* **Task details**:
Where the string "prefix" occurs in a line of the data below, that line should be copied.

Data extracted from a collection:

--- START ---

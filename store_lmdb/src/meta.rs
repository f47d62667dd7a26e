//! LMDB implementation of MetaStore.

use hush_store::{MetaStore, StoreError};

use crate::{LmdbEnvironment, LmdbError};

const SCHEMA_VERSION_KEY: &[u8] = b"schema_version";

impl MetaStore for LmdbEnvironment {
    fn put_meta(&self, key: &str, value: &[u8]) -> Result<(), StoreError> {
        let mut wtxn = self.env().write_txn().map_err(LmdbError::from)?;
        self.meta_db
            .put(&mut wtxn, key.as_bytes(), value)
            .map_err(LmdbError::from)?;
        wtxn.commit().map_err(LmdbError::from)?;
        Ok(())
    }

    fn get_meta(&self, key: &str) -> Result<Option<Vec<u8>>, StoreError> {
        let rtxn = self.env().read_txn().map_err(LmdbError::from)?;
        let val = self
            .meta_db
            .get(&rtxn, key.as_bytes())
            .map_err(LmdbError::from)?;
        Ok(val.map(|bytes| bytes.to_vec()))
    }

    fn get_schema_version(&self) -> Result<u32, StoreError> {
        let rtxn = self.env().read_txn().map_err(LmdbError::from)?;
        let val = self
            .meta_db
            .get(&rtxn, SCHEMA_VERSION_KEY)
            .map_err(LmdbError::from)?;
        match val {
            Some(bytes) => {
                let arr: [u8; 4] = bytes.try_into().map_err(|_| {
                    LmdbError::Serialization(
                        "schema_version has unexpected byte length".to_string(),
                    )
                })?;
                Ok(u32::from_le_bytes(arr))
            }
            None => Ok(0),
        }
    }

    fn set_schema_version(&self, version: u32) -> Result<(), StoreError> {
        let bytes = version.to_le_bytes();
        let mut wtxn = self.env().write_txn().map_err(LmdbError::from)?;
        self.meta_db
            .put(&mut wtxn, SCHEMA_VERSION_KEY, &bytes)
            .map_err(LmdbError::from)?;
        wtxn.commit().map_err(LmdbError::from)?;
        Ok(())
    }
}
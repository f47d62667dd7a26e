//! Parsing errors for the fundamental types.

use thiserror::Error;

#[derive(Debug, Error, PartialEq, Eq)]
pub enum TypeError {
    #[error("invalid voter address: {0}")]
    InvalidAddress(String),

    #[error("unknown voting type tag: {0}")]
    UnknownVotingType(u8),
}
use thiserror::Error;

#[derive(Debug, Error)]
pub enum NodeError {
    #[error("voting error: {0}")]
    Voting(#[from] hush_voting::VotingError),

    #[error("store error: {0}")]
    Store(#[from] hush_store::StoreError),

    #[error("LMDB error: {0}")]
    Lmdb(#[from] hush_store_lmdb::LmdbError),

    #[error("metrics error: {0}")]
    Metrics(#[from] prometheus::Error),

    #[error("logging error: {0}")]
    Logging(#[from] hush_utils::LoggingError),

    #[error("config error: {0}")]
    Config(String),

    #[error("integrity check failed: {0}")]
    Integrity(String),

    #[error("node already started")]
    AlreadyStarted,

    #[error("decryption relay is not running")]
    RelayClosed,

    #[error("IO error: {0}")]
    Io(#[from] std::io::Error),

    #[error("shutdown timeout")]
    ShutdownTimeout,
}
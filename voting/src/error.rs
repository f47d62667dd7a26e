use hush_crypto::{DecryptionRequestId, FheError};
use hush_store::StoreError;
use hush_types::{Timestamp, VoterAddress, VotingId, VotingType};
use thiserror::Error;

#[derive(Debug, Error)]
pub enum VotingError {
    // ── Creation ────────────────────────────────────────────────────────
    #[error("invalid voting window: start {start}, end {end}")]
    InvalidTimeWindow { start: Timestamp, end: Timestamp },

    #[error("too many options: {0}")]
    TooManyOptions(usize),

    #[error("insufficient options: {0}")]
    InsufficientOptions(usize),

    #[error("invalid voter capacity: {0}")]
    InvalidVoterCapacity(u32),

    #[error("quorum {quorum} exceeds voter capacity {max_voters}")]
    InvalidQuorum { quorum: u32, max_voters: u32 },

    // ── Authorization ───────────────────────────────────────────────────
    #[error("voting {0} does not exist")]
    VotingNotFound(VotingId),

    #[error("outside voting period: now {now}, window {start}..={end}")]
    OutsideVotingPeriod {
        now: Timestamp,
        start: Timestamp,
        end: Timestamp,
    },

    #[error("voting is paused")]
    Paused,

    #[error("{0} has already voted")]
    AlreadyVoted(VoterAddress),

    #[error("{0} is not whitelisted")]
    NotWhitelisted(VoterAddress),

    #[error("voting is full: capacity {0} reached")]
    VotingFull(u32),

    #[error("invalid input proof")]
    InvalidProof,

    // ── Ballot shape ────────────────────────────────────────────────────
    #[error("array length mismatch: {left} != {right}")]
    ArrayLengthMismatch { left: usize, right: usize },

    #[error("invalid options count: expected {expected}, got {got}")]
    InvalidOptionsCount { expected: usize, got: usize },

    #[error("ballot of type {got} submitted to a {expected} voting")]
    WrongVotingType { expected: VotingType, got: VotingType },

    #[error("invalid weight: {0}")]
    InvalidWeight(u32),

    #[error("invalid voting power: {0}")]
    InvalidVotingPower(u32),

    // ── Credits ─────────────────────────────────────────────────────────
    #[error("insufficient credits: requested {requested}, available {available}")]
    InsufficientCredits { requested: u64, available: u32 },

    #[error("invalid credits amount: {0}")]
    InvalidCreditsAmount(u32),

    #[error("voting {0} is not a quadratic voting")]
    NotQuadraticVoting(VotingId),

    // ── Lifecycle ───────────────────────────────────────────────────────
    #[error("only the voting creator may request decryption")]
    NotVotingCreator,

    #[error("voting has not ended")]
    VotingNotEnded,

    #[error("decryption already requested")]
    AlreadyDecrypted,

    #[error("results not available")]
    ResultsNotAvailable,

    #[error("unknown decryption request {0}")]
    UnknownDecryptionRequest(DecryptionRequestId),

    #[error("decryption returned {got} values for {expected} options")]
    DecryptionLengthMismatch { expected: usize, got: usize },

    #[error("votings cannot be deleted (voting {0})")]
    DeletionUnsupported(VotingId),

    // ── Administration ──────────────────────────────────────────────────
    #[error("caller is not the owner")]
    NotOwner,

    #[error("caller is neither the owner nor the voting creator")]
    Unauthorized,

    #[error("the zero address cannot own the ledger")]
    ZeroAddress,

    #[error("invalid public key")]
    InvalidPublicKey,

    // ── Infrastructure ──────────────────────────────────────────────────
    #[error("store error: {0}")]
    Store(#[from] StoreError),

    #[error("FHE error: {0}")]
    Fhe(#[from] FheError),

    #[error("codec error: {0}")]
    Codec(String),
}
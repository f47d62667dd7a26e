//! LMDB implementation of CreditStore.

use hush_store::keys::{decode_voter_key, voter_key, voting_key};
use hush_store::{CreditStore, StoreError};
use hush_types::{VoterAddress, VotingId};

use crate::{LmdbEnvironment, LmdbError};

impl CreditStore for LmdbEnvironment {
    fn get_credit_balance(
        &self,
        voting: VotingId,
        voter: &VoterAddress,
    ) -> Result<Option<Vec<u8>>, StoreError> {
        let rtxn = self.env().read_txn().map_err(LmdbError::from)?;
        let val = self
            .credits_db
            .get(&rtxn, &voter_key(voting, voter))
            .map_err(LmdbError::from)?;
        Ok(val.map(|bytes| bytes.to_vec()))
    }

    fn get_allocation(
        &self,
        voting: VotingId,
        voter: &VoterAddress,
    ) -> Result<Option<Vec<u8>>, StoreError> {
        let rtxn = self.env().read_txn().map_err(LmdbError::from)?;
        let val = self
            .allocations_db
            .get(&rtxn, &voter_key(voting, voter))
            .map_err(LmdbError::from)?;
        Ok(val.map(|bytes| bytes.to_vec()))
    }

    fn iter_allocations(
        &self,
        voting: VotingId,
    ) -> Result<Vec<(VoterAddress, Vec<u8>)>, StoreError> {
        let rtxn = self.env().read_txn().map_err(LmdbError::from)?;
        let prefix = voting_key(voting);
        let mut result = Vec::new();
        for item in self
            .allocations_db
            .prefix_iter(&rtxn, &prefix)
            .map_err(LmdbError::from)?
        {
            let (key, value) = item.map_err(LmdbError::from)?;
            let (_, voter) = decode_voter_key(key)?;
            result.push((voter, value.to_vec()));
        }
        Ok(result)
    }
}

--- END ---

* **Output of the task**:
        let prefix = voting_key(voting);
            .prefix_iter(&rtxn, &prefix)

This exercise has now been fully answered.